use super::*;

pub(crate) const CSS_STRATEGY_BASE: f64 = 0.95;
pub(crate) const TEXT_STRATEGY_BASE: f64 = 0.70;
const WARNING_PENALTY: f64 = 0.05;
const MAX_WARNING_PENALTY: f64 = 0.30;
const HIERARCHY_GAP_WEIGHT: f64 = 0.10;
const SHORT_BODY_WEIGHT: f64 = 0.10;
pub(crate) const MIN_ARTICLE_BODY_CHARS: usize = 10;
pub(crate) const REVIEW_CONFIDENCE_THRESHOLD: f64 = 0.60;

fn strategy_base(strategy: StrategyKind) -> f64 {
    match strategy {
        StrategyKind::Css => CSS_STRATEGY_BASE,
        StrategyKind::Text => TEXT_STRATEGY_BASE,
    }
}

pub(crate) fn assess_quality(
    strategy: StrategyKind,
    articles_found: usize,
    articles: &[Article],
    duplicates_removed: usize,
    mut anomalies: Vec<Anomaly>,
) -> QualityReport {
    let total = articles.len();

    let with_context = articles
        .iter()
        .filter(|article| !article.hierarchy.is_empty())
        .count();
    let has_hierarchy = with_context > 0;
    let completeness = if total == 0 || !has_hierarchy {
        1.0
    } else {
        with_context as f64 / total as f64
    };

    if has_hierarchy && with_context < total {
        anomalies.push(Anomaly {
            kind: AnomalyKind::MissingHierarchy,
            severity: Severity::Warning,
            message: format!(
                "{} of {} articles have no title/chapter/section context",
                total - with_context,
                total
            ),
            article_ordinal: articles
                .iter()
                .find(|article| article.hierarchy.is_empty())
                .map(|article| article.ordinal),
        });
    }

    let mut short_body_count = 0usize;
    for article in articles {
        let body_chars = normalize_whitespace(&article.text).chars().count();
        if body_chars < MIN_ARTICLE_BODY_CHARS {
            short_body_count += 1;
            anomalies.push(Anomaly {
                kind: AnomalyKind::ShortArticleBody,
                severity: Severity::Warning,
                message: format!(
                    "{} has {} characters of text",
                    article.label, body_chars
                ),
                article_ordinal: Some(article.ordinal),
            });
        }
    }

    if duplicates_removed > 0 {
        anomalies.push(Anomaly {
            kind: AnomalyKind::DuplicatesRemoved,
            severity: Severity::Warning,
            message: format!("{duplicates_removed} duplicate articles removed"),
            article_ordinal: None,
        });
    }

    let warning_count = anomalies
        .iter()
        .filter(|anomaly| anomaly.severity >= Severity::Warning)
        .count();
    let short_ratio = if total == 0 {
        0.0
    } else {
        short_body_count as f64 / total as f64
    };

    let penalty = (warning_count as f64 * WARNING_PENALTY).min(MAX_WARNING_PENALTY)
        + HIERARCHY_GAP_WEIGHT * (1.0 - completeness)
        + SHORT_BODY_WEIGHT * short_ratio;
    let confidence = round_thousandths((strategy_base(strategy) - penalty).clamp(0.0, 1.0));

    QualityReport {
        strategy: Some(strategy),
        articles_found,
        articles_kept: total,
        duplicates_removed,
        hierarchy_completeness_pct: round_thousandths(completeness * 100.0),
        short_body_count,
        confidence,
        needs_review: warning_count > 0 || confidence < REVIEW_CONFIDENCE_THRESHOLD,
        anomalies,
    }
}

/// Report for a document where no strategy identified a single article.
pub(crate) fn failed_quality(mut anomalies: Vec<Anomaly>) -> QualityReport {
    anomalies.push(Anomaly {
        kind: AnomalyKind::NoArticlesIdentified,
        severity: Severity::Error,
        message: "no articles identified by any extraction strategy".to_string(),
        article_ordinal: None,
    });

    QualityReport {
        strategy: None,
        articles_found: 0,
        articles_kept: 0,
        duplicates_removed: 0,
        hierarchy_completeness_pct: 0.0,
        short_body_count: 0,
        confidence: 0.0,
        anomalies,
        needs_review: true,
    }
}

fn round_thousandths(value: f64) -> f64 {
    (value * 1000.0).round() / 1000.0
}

---

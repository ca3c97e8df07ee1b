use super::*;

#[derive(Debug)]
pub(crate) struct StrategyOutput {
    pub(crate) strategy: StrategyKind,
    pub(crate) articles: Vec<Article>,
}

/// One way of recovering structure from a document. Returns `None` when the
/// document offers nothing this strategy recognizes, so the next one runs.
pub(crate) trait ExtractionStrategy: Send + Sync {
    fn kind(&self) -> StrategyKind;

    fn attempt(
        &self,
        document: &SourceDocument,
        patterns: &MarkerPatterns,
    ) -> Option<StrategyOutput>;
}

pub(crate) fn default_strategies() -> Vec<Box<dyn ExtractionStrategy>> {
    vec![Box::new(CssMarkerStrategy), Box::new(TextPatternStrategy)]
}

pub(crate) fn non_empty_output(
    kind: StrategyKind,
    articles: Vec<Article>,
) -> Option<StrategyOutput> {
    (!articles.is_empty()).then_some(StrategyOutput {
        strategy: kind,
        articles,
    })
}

• [WORK ORDER] Which lines above contain the word "AnomalyKind"? Copy each one.

• [RESPONSE BOX]
            kind: AnomalyKind::MissingHierarchy,
                kind: AnomalyKind::ShortArticleBody,
            kind: AnomalyKind::DuplicatesRemoved,
        kind: AnomalyKind::NoArticlesIdentified,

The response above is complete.